**What you have to do**
Emit only the lines from the line containing "outline(&mut canvas, &obs.target.inner, INNER);" through the last line of the entries, unchanged.

**Task material**

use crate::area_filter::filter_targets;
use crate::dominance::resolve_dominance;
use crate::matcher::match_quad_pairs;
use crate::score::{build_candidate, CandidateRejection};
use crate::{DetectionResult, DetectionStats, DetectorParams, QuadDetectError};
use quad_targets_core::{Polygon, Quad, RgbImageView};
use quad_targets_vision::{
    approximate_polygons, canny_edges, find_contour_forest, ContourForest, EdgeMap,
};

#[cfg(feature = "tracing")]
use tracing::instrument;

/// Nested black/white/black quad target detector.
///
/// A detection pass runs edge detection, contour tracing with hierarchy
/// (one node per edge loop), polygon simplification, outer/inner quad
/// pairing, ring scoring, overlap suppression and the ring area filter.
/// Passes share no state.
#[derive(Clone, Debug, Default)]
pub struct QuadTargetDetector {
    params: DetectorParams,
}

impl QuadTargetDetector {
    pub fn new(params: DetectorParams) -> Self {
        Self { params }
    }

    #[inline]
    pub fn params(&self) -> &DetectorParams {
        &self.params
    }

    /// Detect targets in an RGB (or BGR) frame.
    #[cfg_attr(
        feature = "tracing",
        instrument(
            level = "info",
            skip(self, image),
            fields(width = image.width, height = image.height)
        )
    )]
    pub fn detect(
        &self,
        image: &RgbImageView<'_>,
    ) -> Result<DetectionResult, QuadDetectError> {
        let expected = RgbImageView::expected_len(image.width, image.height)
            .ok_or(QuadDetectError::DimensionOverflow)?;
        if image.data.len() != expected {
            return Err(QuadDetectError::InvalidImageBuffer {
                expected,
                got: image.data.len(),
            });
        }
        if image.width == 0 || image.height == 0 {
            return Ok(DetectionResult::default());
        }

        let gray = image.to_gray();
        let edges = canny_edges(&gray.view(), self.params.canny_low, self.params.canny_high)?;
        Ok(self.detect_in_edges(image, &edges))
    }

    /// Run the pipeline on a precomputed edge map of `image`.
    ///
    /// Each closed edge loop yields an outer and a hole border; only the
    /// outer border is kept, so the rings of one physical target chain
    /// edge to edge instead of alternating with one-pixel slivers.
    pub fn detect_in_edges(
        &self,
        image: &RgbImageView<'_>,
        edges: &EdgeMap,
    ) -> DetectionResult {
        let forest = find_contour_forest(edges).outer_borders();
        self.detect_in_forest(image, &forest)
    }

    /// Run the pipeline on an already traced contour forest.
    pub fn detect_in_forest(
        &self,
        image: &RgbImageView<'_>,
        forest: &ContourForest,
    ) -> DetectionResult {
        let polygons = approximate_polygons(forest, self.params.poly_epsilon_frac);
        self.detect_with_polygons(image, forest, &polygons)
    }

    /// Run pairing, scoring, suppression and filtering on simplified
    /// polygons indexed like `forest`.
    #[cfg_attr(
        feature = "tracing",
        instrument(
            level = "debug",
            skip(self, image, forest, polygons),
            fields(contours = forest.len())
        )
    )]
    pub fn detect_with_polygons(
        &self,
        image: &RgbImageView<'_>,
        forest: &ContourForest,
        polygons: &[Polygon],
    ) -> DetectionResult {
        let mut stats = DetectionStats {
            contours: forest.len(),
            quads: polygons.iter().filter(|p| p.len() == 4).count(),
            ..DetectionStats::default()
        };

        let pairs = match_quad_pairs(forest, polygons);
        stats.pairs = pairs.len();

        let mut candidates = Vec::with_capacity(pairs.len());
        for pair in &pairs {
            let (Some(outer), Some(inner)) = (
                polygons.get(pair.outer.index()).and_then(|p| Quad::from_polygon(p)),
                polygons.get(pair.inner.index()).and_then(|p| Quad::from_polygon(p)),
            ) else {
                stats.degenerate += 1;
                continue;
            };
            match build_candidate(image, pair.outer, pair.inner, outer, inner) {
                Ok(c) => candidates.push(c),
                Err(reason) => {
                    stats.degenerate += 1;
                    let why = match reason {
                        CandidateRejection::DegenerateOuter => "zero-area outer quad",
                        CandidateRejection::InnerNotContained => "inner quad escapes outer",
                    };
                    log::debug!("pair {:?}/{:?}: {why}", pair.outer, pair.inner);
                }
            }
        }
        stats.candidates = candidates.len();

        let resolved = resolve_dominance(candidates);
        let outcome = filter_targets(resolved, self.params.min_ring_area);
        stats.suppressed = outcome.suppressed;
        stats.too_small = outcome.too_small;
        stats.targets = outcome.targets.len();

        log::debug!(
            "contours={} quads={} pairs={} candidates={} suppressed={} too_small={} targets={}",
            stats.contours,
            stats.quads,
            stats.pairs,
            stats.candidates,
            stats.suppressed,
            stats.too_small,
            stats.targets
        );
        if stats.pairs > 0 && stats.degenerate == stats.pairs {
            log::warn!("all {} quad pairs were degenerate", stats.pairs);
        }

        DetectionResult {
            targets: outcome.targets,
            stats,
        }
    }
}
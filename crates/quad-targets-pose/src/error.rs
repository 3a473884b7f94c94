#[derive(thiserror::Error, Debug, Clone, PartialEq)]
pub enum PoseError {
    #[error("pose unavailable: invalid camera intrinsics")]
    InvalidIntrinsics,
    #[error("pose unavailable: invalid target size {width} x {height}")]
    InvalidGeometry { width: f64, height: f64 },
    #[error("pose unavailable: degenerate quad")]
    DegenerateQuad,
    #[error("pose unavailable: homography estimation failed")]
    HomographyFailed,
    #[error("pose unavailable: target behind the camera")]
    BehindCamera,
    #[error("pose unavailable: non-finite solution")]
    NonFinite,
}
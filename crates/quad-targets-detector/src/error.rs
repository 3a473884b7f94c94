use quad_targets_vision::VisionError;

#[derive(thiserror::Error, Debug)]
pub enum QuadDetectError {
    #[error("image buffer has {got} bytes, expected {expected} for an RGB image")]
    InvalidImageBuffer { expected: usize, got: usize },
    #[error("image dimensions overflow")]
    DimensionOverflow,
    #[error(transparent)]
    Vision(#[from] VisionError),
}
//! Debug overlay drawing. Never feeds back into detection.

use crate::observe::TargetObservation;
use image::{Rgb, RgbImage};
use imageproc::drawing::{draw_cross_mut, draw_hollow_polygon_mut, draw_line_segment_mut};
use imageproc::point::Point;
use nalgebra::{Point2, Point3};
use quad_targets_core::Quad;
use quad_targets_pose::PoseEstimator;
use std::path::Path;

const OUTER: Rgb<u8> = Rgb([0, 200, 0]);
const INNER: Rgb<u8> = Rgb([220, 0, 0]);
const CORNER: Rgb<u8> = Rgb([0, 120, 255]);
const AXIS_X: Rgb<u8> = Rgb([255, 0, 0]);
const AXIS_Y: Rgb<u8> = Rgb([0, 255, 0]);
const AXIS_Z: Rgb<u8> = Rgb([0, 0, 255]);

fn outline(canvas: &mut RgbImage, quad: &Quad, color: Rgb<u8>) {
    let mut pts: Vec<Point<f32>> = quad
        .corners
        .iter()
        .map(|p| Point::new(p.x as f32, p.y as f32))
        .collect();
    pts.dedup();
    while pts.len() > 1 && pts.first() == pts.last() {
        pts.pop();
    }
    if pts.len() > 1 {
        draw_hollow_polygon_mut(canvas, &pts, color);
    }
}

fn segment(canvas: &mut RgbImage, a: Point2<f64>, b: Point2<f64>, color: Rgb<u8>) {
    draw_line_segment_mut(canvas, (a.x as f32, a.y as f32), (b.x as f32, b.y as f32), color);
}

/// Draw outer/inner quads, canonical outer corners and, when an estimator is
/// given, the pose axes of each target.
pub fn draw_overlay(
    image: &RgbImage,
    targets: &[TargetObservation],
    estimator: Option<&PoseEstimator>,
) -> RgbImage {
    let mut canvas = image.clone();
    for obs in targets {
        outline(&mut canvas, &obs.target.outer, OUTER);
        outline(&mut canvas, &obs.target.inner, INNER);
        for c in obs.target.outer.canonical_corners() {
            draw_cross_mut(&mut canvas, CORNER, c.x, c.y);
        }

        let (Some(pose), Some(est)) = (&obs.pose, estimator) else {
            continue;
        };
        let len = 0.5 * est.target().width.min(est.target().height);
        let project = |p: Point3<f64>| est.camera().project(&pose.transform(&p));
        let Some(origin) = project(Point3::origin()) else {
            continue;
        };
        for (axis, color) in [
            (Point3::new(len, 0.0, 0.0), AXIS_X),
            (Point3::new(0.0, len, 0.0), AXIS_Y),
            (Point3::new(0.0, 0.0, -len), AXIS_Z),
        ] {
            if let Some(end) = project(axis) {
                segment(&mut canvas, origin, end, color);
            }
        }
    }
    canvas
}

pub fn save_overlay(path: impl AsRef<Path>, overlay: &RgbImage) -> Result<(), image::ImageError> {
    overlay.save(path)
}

**Result for this task**
        outline(&mut canvas, &obs.target.inner, INNER);
        for c in obs.target.outer.canonical_corners() {
            draw_cross_mut(&mut canvas, CORNER, c.x, c.y);
        }

        let (Some(pose), Some(est)) = (&obs.pose, estimator) else {
            continue;
        };
        let len = 0.5 * est.target().width.min(est.target().height);
        let project = |p: Point3<f64>| est.camera().project(&pose.transform(&p));
        let Some(origin) = project(Point3::origin()) else {
            continue;
        };
        for (axis, color) in [
            (Point3::new(len, 0.0, 0.0), AXIS_X),
            (Point3::new(0.0, len, 0.0), AXIS_Y),
            (Point3::new(0.0, 0.0, -len), AXIS_Z),
        ] {
            if let Some(end) = project(axis) {
                segment(&mut canvas, origin, end, color);
            }
        }
    }
    canvas
}

pub fn save_overlay(path: impl AsRef<Path>, overlay: &RgbImage) -> Result<(), image::ImageError> {
    overlay.save(path)
}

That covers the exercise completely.